_Excerpted data_
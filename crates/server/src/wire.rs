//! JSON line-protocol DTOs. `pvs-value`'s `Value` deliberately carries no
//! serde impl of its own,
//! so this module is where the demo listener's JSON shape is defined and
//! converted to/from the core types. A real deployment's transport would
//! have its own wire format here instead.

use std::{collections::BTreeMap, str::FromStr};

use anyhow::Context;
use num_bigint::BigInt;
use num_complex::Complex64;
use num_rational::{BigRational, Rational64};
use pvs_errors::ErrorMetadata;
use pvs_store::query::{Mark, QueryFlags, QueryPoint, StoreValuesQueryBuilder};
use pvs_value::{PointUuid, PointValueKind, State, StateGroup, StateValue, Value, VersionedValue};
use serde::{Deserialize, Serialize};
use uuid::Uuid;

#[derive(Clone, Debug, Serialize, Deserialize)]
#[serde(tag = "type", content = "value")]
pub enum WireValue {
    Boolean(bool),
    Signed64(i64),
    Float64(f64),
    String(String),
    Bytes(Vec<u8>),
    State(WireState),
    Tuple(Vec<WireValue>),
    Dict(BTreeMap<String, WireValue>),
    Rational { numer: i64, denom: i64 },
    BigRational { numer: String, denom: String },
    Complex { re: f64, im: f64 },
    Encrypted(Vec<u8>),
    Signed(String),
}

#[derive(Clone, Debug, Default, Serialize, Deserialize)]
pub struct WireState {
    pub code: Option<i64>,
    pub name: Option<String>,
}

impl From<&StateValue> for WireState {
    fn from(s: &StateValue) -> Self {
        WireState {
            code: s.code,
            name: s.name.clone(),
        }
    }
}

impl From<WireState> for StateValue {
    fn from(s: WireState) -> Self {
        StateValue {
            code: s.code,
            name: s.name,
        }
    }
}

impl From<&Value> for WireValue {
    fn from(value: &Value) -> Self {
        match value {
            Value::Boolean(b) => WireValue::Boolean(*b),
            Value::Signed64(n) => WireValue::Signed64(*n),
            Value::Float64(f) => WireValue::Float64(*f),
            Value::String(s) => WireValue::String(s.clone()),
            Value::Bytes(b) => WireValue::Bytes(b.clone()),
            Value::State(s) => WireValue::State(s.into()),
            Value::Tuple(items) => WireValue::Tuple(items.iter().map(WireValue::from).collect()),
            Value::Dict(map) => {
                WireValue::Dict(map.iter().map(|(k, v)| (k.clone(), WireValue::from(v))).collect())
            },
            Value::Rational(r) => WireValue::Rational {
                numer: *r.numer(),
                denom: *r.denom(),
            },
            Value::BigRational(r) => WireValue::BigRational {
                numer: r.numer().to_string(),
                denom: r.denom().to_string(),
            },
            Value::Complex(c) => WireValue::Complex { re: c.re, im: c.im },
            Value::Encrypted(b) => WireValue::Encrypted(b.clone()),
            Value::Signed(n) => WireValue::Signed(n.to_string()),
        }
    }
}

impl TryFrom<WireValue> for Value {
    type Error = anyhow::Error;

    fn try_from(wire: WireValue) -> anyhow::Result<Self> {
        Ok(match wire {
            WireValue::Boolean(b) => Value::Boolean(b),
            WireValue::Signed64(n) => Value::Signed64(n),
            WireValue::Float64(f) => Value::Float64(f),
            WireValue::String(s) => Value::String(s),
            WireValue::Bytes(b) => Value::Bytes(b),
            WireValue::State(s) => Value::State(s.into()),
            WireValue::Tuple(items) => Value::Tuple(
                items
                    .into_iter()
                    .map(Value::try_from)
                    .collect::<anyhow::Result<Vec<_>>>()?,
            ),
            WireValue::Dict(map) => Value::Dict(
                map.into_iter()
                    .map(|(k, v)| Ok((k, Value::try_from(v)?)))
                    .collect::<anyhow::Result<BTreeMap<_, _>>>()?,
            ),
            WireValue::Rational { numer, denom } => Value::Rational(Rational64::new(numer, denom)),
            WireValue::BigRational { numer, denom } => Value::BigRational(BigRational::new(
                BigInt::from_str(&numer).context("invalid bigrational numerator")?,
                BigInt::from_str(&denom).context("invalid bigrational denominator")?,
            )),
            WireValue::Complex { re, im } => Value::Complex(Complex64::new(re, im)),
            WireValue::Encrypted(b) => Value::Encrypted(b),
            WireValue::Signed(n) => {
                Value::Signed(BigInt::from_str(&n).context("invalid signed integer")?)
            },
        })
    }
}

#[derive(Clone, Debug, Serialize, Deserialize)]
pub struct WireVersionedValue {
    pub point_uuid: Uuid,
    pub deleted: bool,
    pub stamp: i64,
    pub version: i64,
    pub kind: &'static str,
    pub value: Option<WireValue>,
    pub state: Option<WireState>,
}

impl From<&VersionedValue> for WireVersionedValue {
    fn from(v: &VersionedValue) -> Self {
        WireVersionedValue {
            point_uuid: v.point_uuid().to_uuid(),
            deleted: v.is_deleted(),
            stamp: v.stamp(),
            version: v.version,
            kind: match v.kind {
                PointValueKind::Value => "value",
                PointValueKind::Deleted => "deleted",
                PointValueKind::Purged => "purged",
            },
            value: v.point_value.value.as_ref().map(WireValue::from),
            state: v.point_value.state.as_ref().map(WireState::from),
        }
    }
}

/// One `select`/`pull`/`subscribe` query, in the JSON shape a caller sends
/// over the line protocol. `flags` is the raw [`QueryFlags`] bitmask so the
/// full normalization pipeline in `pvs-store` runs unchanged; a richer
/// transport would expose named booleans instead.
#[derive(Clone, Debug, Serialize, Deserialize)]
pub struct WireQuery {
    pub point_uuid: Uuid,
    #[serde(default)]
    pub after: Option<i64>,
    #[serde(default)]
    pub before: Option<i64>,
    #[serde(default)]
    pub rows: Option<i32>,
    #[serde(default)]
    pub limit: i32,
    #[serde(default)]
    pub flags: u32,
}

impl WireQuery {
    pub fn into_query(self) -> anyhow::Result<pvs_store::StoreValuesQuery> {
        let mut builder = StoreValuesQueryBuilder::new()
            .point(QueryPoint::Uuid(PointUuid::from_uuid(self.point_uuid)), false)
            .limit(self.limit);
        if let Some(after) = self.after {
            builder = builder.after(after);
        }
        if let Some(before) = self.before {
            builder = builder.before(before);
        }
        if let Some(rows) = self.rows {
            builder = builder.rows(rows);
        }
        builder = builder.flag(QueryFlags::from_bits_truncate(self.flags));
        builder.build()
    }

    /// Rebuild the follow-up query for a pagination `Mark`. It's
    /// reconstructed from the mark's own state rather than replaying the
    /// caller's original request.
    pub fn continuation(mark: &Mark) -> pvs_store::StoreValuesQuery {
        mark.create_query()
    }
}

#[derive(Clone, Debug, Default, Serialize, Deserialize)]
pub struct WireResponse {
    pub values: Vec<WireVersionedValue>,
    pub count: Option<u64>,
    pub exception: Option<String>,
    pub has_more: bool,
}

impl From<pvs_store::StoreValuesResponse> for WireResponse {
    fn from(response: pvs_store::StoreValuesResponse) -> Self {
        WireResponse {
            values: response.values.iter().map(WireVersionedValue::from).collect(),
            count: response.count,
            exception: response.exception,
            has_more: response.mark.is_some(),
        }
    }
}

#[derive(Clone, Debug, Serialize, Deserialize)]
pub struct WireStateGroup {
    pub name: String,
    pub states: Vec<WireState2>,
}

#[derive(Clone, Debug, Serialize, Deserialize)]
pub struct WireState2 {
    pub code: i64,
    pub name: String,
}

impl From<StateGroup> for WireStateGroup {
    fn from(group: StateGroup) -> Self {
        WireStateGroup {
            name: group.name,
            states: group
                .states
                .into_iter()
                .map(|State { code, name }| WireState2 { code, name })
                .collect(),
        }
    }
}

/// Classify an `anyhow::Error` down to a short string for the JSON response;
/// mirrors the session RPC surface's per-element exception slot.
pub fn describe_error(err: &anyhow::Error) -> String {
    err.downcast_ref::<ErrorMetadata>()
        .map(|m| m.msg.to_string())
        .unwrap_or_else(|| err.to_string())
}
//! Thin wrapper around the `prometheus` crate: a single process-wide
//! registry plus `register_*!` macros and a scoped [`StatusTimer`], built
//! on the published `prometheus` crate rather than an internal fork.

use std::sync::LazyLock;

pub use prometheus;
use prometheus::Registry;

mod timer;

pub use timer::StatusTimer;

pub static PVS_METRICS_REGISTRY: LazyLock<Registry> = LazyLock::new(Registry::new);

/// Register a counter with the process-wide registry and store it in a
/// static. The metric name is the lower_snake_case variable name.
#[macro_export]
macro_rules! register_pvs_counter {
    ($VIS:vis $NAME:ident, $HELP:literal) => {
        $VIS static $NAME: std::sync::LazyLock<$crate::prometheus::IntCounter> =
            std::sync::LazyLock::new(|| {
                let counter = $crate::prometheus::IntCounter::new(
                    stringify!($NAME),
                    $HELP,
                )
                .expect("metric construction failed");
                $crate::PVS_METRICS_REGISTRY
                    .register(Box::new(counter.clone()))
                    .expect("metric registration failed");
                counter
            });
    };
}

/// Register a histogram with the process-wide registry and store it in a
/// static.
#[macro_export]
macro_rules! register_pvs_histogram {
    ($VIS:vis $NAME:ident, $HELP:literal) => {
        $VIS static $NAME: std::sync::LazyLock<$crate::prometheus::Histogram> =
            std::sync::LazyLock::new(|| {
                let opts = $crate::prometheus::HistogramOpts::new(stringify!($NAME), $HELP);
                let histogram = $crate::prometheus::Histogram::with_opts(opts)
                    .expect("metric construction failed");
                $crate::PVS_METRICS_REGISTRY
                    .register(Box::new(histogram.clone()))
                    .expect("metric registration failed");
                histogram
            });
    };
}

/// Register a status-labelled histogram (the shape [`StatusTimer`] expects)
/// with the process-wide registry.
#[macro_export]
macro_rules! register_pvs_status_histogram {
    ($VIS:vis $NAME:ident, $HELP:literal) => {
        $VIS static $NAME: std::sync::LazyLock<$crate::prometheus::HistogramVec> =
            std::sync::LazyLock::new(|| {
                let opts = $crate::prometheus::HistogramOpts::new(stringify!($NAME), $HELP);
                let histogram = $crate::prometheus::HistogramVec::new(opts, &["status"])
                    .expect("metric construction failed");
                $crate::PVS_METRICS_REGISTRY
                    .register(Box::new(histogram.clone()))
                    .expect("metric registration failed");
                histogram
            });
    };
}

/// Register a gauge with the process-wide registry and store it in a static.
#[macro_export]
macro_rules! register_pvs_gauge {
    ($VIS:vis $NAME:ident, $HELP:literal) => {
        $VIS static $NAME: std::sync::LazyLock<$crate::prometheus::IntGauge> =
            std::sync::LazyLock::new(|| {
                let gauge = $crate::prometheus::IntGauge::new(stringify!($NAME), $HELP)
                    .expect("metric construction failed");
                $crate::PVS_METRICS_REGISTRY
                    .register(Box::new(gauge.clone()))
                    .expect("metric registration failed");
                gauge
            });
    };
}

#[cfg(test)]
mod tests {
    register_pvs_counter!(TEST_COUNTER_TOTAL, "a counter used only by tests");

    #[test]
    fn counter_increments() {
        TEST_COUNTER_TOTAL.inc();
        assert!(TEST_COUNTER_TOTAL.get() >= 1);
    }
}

_Exercise instructions_
Find where the line with "macros and a" sits in the material above, then copy exactly from it through the line with "static $NAME: std::sync::LazyLock<$crate::prometheus::Histogram>". Add no other line.

_Task solution_
//! registry plus `register_*!` macros and a scoped [`StatusTimer`], built
//! on the published `prometheus` crate rather than an internal fork.

use std::sync::LazyLock;

pub use prometheus;
use prometheus::Registry;

mod timer;

pub use timer::StatusTimer;

pub static PVS_METRICS_REGISTRY: LazyLock<Registry> = LazyLock::new(Registry::new);

/// Register a counter with the process-wide registry and store it in a
/// static. The metric name is the lower_snake_case variable name.
#[macro_export]
macro_rules! register_pvs_counter {
    ($VIS:vis $NAME:ident, $HELP:literal) => {
        $VIS static $NAME: std::sync::LazyLock<$crate::prometheus::IntCounter> =
            std::sync::LazyLock::new(|| {
                let counter = $crate::prometheus::IntCounter::new(
                    stringify!($NAME),
                    $HELP,
                )
                .expect("metric construction failed");
                $crate::PVS_METRICS_REGISTRY
                    .register(Box::new(counter.clone()))
                    .expect("metric registration failed");
                counter
            });
    };
}

/// Register a histogram with the process-wide registry and store it in a
/// static.
#[macro_export]
macro_rules! register_pvs_histogram {
    ($VIS:vis $NAME:ident, $HELP:literal) => {
        $VIS static $NAME: std::sync::LazyLock<$crate::prometheus::Histogram> =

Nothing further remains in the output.